AEB block / AEB head = AEB bolts 
AEB block / AWP head = AEB bolts 
AWW/AZG block / AEB head = 06A bolts 
AWW/AZG block / small port head (ANY) = 06A bolts 


the question was asked: 

*Will a standard 11mm head bolt head fit in the hole in the AUQ (smallport) head?* - Yes 

*Is there any length differences between the 11mm bolts and the 10mm bolts? * 
Yes. The 06a bolts are longer because the threads start so deep in the block. 

These are Raceware studs for both 058 and 06a motors. and it is also stock headbolts for each motor as well. the AEB threads start at the deck surface.


----------



## speeding-g6O (Nov 22, 2011)

and lastly, the AEB/058 motor NEVER CAME in a transverse car from the factory. not never, not ever, no how, no way. PERIOD. 

it was ONLY in the Longitudinally mounted Audi and Passat, whether it was FWD or AWD, 1.8T 20v or N/A 20v such as the ADR.


----------



## AmIdYfReAk (Nov 8, 2006)

its like Aron had this posted before, and copy and pasted it.


----------



## David_Tedder (Oct 24, 2005)

speeding-g6O said:


> ummm no you do not need any different head bolts or studs to use a largeport head on a small port block. you just use whatever bolts that you would normally use on the block.
> 
> another MAJOR DIFFERENCE between the two is the AEB/058 motor runs an intermediate shaft which runs the oil pump drive gear. the 06A has the oil pump driven via a chain directly off the crank.
> 
> ...


*
*
ok i will keep my studs for the 06a because i want to run 06a/aeb, now it regards to two other questions, 

1: if the cam guide on the cct is damaged on aeb could i swap this from my small port and use that one or would i need a new aeb guide, 

2: would i still be able to run vvt or should i just ditch it and use manual timing?,


----------



## INA (Nov 16, 2005)

David_Tedder said:


> [/B]
> ok i will keep my studs for the 06a because i want to run 06a/aeb, now it regards to two other questions,
> 
> 1: if the cam guide on the cct is damaged on aeb could i swap this from my small port and use that one or would i need a new aeb guide,
> ...


1. You mean the camshaft cap? (commonly known as cam caps)? If so you CAN swap the cam caps from your small port cylinder head onto the AEB head but you will need to get an align hone which is approx $375 / journal. At the end of the day you are looking @ $800 to get your used head to a useable condition.....I would just search the classifieds for a good core.
2. That is entirely up to you. Not sure what tuners actually take advantage of the VVT solenoid but it does not hurt to leave it there unplugged.

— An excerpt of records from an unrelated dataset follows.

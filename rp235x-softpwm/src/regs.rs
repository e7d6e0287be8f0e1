//! Register Surface
//!
//! The narrow, side-effecting boundary between the state machines in this
//! crate and the silicon. Each trait names the registers of one group and
//! nothing more: every method is a single volatile read or write with no
//! status result.
//!
//! [`crate::hw`] implements these traits for the RP2350 and
//! [`crate::sim`] implements them in software.

use crate::pac::Interrupt;

/// `FUNCSEL` value of an `IO_BANK0` `GPIOn_CTRL` register.
///
/// Only the two values this crate writes are named; the other functions
/// (SPI, UART, PIO, ...) are selected by peripheral drivers we do not own.
#[repr(u8)]
#[derive(Clone, Copy, Debug, PartialEq, Eq)]
#[cfg_attr(feature = "defmt", derive(defmt::Format))]
pub enum FunctionSelect {
    /// The pin is driven by the SIO block, i.e. plain software I/O.
    Sio = 5,
    /// The pin is disconnected from every peripheral.
    Null = 0x1f,
}

impl From<FunctionSelect> for u32 {
    fn from(f: FunctionSelect) -> u32 {
        f as u32
    }
}

/// Pad isolation latch (`ISO`, bit 8 of a `PADS_BANK0` `GPIOn` register).
///
/// Pads come out of reset isolated on the RP2350; output-enable and
/// output-level have no effect until this bit is cleared.
pub const PAD_ISOLATION: u32 = 1 << 8;

/// One of the four alarm compare registers of a timer.
#[derive(Clone, Copy, Debug, PartialEq, Eq)]
#[cfg_attr(feature = "defmt", derive(defmt::Format))]
pub enum AlarmId {
    #[allow(missing_docs)]
    Alarm0 = 0,
    #[allow(missing_docs)]
    Alarm1 = 1,
    #[allow(missing_docs)]
    Alarm2 = 2,
    #[allow(missing_docs)]
    Alarm3 = 3,
}

impl AlarmId {
    /// Index of the alarm within its timer.
    pub const fn index(self) -> usize {
        self as usize
    }

    /// Bit owned by this alarm in the `ARMED`, `INTR`, `INTE` and `INTS`
    /// registers.
    pub const fn mask(self) -> u32 {
        1 << self as u32
    }
}

/// GPIO register group: SIO output control, `IO_BANK0` function select and
/// `PADS_BANK0` pad control for bank 0.
///
/// Every method takes the bit mask (or pin number) it acts on. Methods
/// that use set/clear registers only touch the `1` bits of `mask`.
pub trait GpioRegisters {
    /// Write `mask` to `GPIO_OE_SET`.
    fn output_enable_set(&self, mask: u32);
    /// Write `mask` to `GPIO_OE_CLR`.
    fn output_enable_clear(&self, mask: u32);
    /// Write `mask` to `GPIO_OUT_SET`.
    fn output_set(&self, mask: u32);
    /// Write `mask` to `GPIO_OUT_CLR`.
    fn output_clear(&self, mask: u32);
    /// Write `mask` to `GPIO_OUT_XOR`.
    fn output_toggle(&self, mask: u32);
    /// Read back `GPIO_OUT`.
    fn output_level(&self) -> u32;
    /// Overwrite `GPIOn_CTRL` of `pin` with `funcsel` in the `FUNCSEL` field
    /// and zero in every override field.
    fn select_function(&self, pin: u8, funcsel: FunctionSelect);
    /// Clear `bits` in the `PADS_BANK0` register of `pin`.
    fn pad_clear(&self, pin: u8, bits: u32);
}

/// Timer register group: the 64-bit counter, the alarm compare registers
/// and the alarm interrupt bits.
pub trait TimerRegisters {
    /// Read `TIMELR`, the low word of the counter.
    fn time_low(&self) -> u32;
    /// Read `TIMEHR`, the high word of the counter.
    fn time_high(&self) -> u32;
    /// Write `target` to the compare register of `alarm`, arming it.
    fn write_alarm(&self, alarm: AlarmId, target: u32);
    /// Read the bit of `alarm` in `ARMED`: set from the compare write until
    /// the alarm matches or is disarmed.
    fn is_armed(&self, alarm: AlarmId) -> bool;
    /// Write-1-clear the bit of `alarm` in `ARMED`.
    fn disarm(&self, alarm: AlarmId);
    /// Set the bit of `alarm` in `INTE`.
    fn enable_interrupt(&self, alarm: AlarmId);
    /// Clear the bit of `alarm` in `INTE`.
    fn disable_interrupt(&self, alarm: AlarmId);
    /// Set the bit of `alarm` in `INTF`, raising the interrupt from software.
    fn force_interrupt(&self, alarm: AlarmId);
    /// Clear the bit of `alarm` in `INTF`.
    fn clear_forced_interrupt(&self, alarm: AlarmId);
    /// Write-1-clear the bit of `alarm` in `INTR`. Leaves `INTF` alone.
    fn clear_interrupt(&self, alarm: AlarmId);
    /// Read the bit of `alarm` in `INTS`: (`INTR` | `INTF`) & `INTE`.
    fn interrupt_pending(&self, alarm: AlarmId) -> bool;
    /// Vector raised by `alarm` of this timer.
    fn interrupt(&self, alarm: AlarmId) -> Interrupt;
}

/// Interrupt controller: the only two operations the scheduler consumes.
pub trait InterruptController {
    /// Make `handler` the only handler of `irq`, silently replacing any
    /// previous one.
    fn bind_exclusive(&mut self, irq: Interrupt, handler: extern "C" fn());
    /// Let `irq` reach the core.
    fn enable(&mut self, irq: Interrupt);
}

impl<T: GpioRegisters + ?Sized> GpioRegisters for &T {
    fn output_enable_set(&self, mask: u32) {
        (**self).output_enable_set(mask)
    }
    fn output_enable_clear(&self, mask: u32) {
        (**self).output_enable_clear(mask)
    }
    fn output_set(&self, mask: u32) {
        (**self).output_set(mask)
    }
    fn output_clear(&self, mask: u32) {
        (**self).output_clear(mask)
    }
    fn output_toggle(&self, mask: u32) {
        (**self).output_toggle(mask)
    }
    fn output_level(&self) -> u32 {
        (**self).output_level()
    }
    fn select_function(&self, pin: u8, funcsel: FunctionSelect) {
        (**self).select_function(pin, funcsel)
    }
    fn pad_clear(&self, pin: u8, bits: u32) {
        (**self).pad_clear(pin, bits)
    }
}

impl<T: TimerRegisters + ?Sized> TimerRegisters for &T {
    fn time_low(&self) -> u32 {
        (**self).time_low()
    }
    fn time_high(&self) -> u32 {
        (**self).time_high()
    }
    fn write_alarm(&self, alarm: AlarmId, target: u32) {
        (**self).write_alarm(alarm, target)
    }
    fn is_armed(&self, alarm: AlarmId) -> bool {
        (**self).is_armed(alarm)
    }
    fn disarm(&self, alarm: AlarmId) {
        (**self).disarm(alarm)
    }
    fn enable_interrupt(&self, alarm: AlarmId) {
        (**self).enable_interrupt(alarm)
    }
    fn disable_interrupt(&self, alarm: AlarmId) {
        (**self).disable_interrupt(alarm)
    }
    fn force_interrupt(&self, alarm: AlarmId) {
        (**self).force_interrupt(alarm)
    }
    fn clear_forced_interrupt(&self, alarm: AlarmId) {
        (**self).clear_forced_interrupt(alarm)
    }
    fn clear_interrupt(&self, alarm: AlarmId) {
        (**self).clear_interrupt(alarm)
    }
    fn interrupt_pending(&self, alarm: AlarmId) -> bool {
        (**self).interrupt_pending(alarm)
    }
    fn interrupt(&self, alarm: AlarmId) -> Interrupt {
        (**self).interrupt(alarm)
    }
}

impl<I: InterruptController + ?Sized> InterruptController for &mut I {
    fn bind_exclusive(&mut self, irq: Interrupt, handler: extern "C" fn()) {
        (**self).bind_exclusive(irq, handler)
    }
    fn enable(&mut self, irq: Interrupt) {
        (**self).enable(irq)
    }
}

#[cfg(test)]
mod tests {
    use super::*;

    #[test]
    fn alarm_masks() {
        assert_eq!(AlarmId::Alarm0.mask(), 0b0001);
        assert_eq!(AlarmId::Alarm3.mask(), 0b1000);
        assert_eq!(AlarmId::Alarm2.index(), 2);
    }

    #[test]
    fn sio_funcsel_is_five() {
        assert_eq!(u32::from(FunctionSelect::Sio), 5);
        assert_eq!(u32::from(FunctionSelect::Null), 0x1f);
    }
}
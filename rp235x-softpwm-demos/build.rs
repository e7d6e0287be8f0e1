//! Set up linker scripts for the rp235x-softpwm demos

use std::fs::File;
use std::io::Write;
use std::path::PathBuf;

fn main() {
    // Put the linker script somewhere the linker can find it
    let out = PathBuf::from(std::env::var_os("OUT_DIR").unwrap());
    println!("cargo:rustc-link-search={}", out.display());

    File::create(out.join("memory.x"))
        .unwrap()
        .write_all(include_bytes!("memory.x"))
        .unwrap();
    println!("cargo:rerun-if-changed=memory.x");

    println!("cargo:rerun-if-changed=build.rs");
}
impl<T: TimerRegisters> AlarmScheduler<T> {
    /// Fire `alarm` of `timer` every `interval`, rearming relative to the
    /// handler's own `now()`.
    ///
    /// A zero `interval` is treated as one tick.
    pub const fn new(timer: T, alarm: AlarmId, interval: MicrosDurationU32) -> Self {
        Self::with_rearm(timer, alarm, interval, Rearm::Relative)
    }

    /// Like [`new`](Self::new) with an explicit rearm mode.
    pub const fn with_rearm(
        timer: T,
        alarm: AlarmId,
        interval: MicrosDurationU32,
        rearm: Rearm,
    ) -> Self {
        Self {
            clock: MonotonicClock::new(timer),
            alarm,
            interval,
            rearm,
            target: None,
        }
    }

    /// Write `now() + interval` to the compare register. Returns the full
    /// 64-bit target; only its low word reaches the hardware.
    ///
    /// A zero `interval` is treated as one tick. If the counter is already
    /// at or past the target once written, the interrupt is forced instead.
    pub fn arm(&mut self, interval: MicrosDurationU32) -> Instant {
        let now = self.clock.now();
        let target = Instant::from_ticks(now.ticks() + u64::from(interval.ticks().max(1)));
        self.write_target(target);
        target
    }

    /// Arm for an absolute `timestamp`.
    ///
    /// A timestamp at or before `now()` is bumped to one tick from now, and
    /// forced like any target the counter reaches before the write lands.
    pub fn arm_at(&mut self, timestamp: Instant) -> Result<Instant, ScheduleAlarmError> {
        let now = self.clock.now();
        let duration = timestamp.ticks().saturating_sub(now.ticks());
        if duration > u32::MAX.into() {
            return Err(ScheduleAlarmError::AlarmTooLate);
        }
        let target = Instant::from_ticks(now.ticks() + duration.max(1));
        self.write_target(target);
        Ok(target)
    }

    fn write_target(&mut self, target: Instant) {
        let timer = self.clock.timer();
        // This lock is for time-criticality
        critical_section::with(|_| {
            timer.write_alarm(self.alarm, (target.ticks() & 0xFFFF_FFFF) as u32);
            // If it is not armed, it has already matched.
            if self.clock.now().ticks() >= target.ticks() && timer.is_armed(self.alarm) {
                timer.disarm(self.alarm);
                timer.force_interrupt(self.alarm);
            }
        });
        self.target = Some(target);
    }

    /// Start firing: bind `handler` to the alarm's vector (replacing any
    /// previous handler), enable the vector, arm the first alarm, then
    /// enable the alarm interrupt.
    ///
    /// `handler` will typically call [`service`](Self::service) on this
    /// scheduler, so install the scheduler where the handler can reach it
    /// before calling this.
    pub fn on_fire<I: InterruptController>(&mut self, mut controller: I, handler: extern "C" fn()) {
        let irq = self.clock.timer().interrupt(self.alarm);
        controller.bind_exclusive(irq, handler);
        controller.enable(irq);
        // Drop status left over from an earlier run
        self.clock.timer().clear_forced_interrupt(self.alarm);
        self.clock.timer().clear_interrupt(self.alarm);
        let _target = self.arm(self.interval);
        self.clock.timer().enable_interrupt(self.alarm);
        #[cfg(feature = "defmt")]
        defmt::debug!(
            "alarm {} firing every {} us, first at {}",
            self.alarm,
            self.interval.ticks(),
            _target.ticks()
        );
    }

    /// Schedule the next fire per the rearm mode.
    pub fn rearm(&mut self) -> Instant {
        match (self.rearm, self.target) {
            (Rearm::Absolute, Some(previous)) => {
                let next = Instant::from_ticks(previous.ticks() + u64::from(self.interval.ticks()));
                if next > self.clock.now() {
                    self.write_target(next);
                    next
                } else {
                    self.arm(self.interval)
                }
            }
            _ => self.arm(self.interval),
        }
    }

    /// Handler body: rearm, clear the pending bit, then run `tick`.
    ///
    /// A force left by the previous rearm is withdrawn before rearming; it
    /// holds no hardware event, and the new rearm may force again.
    pub fn service<R>(&mut self, tick: impl FnOnce() -> R) -> R {
        self.clock.timer().clear_forced_interrupt(self.alarm);
        let _next = self.rearm();
        self.clock.timer().clear_interrupt(self.alarm);
        #[cfg(feature = "defmt")]
        defmt::trace!("alarm {} serviced, next at {}", self.alarm, _next.ticks());
        tick()
    }

    /// Stop raising interrupts: disarm the alarm, then disable it and drop
    /// its pending and forced bits.
    pub fn stop(&mut self) {
        let timer = self.clock.timer();
        timer.disarm(self.alarm);
        timer.disable_interrupt(self.alarm);
        timer.clear_forced_interrupt(self.alarm);
        timer.clear_interrupt(self.alarm);
        self.target = None;
    }

    /// The clock this scheduler reads.
    pub fn clock(&self) -> &MonotonicClock<T> {
        &self.clock
    }

    /// The alarm this scheduler owns.
    pub fn alarm(&self) -> AlarmId {
        self.alarm
    }

    /// Rearm interval.
    pub fn interval(&self) -> MicrosDurationU32 {
        self.interval
    }

    /// Change the rearm interval. Takes effect at the next rearm.
    pub fn set_interval(&mut self, interval: MicrosDurationU32) {
        self.interval = interval;
    }

    /// The last target written, if any.
    pub fn target(&self) -> Option<Instant> {
        self.target
    }
}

the AEB camshaft chain tensioner is alot cheaper than the VVT units so that needs to be taken into account with what you want to do.

That being said , forget the AEB motor completely . No real reason to run anything off of it considering you are asking about cam caps this early in the game.
Find an AWP motor and be done with it.:thumbup:


----------



## speeding-g6O (Nov 22, 2011)

David_Tedder said:


> [/B]
> ok i will keep my studs for the 06a because i want to run 06a/aeb, now it regards to two other questions,
> 
> 1: if the cam guide on the cct is damaged on aeb could i swap this from my small port and use that one or would i need a new aeb guide,
> ...


i think by saying cct he is abbreviating Cam Chain Tensioner. if so, then you can use either tensioner but the VVT is about 3 times the cost as the non-VVT. just leave it unplugged, and write it out in your software.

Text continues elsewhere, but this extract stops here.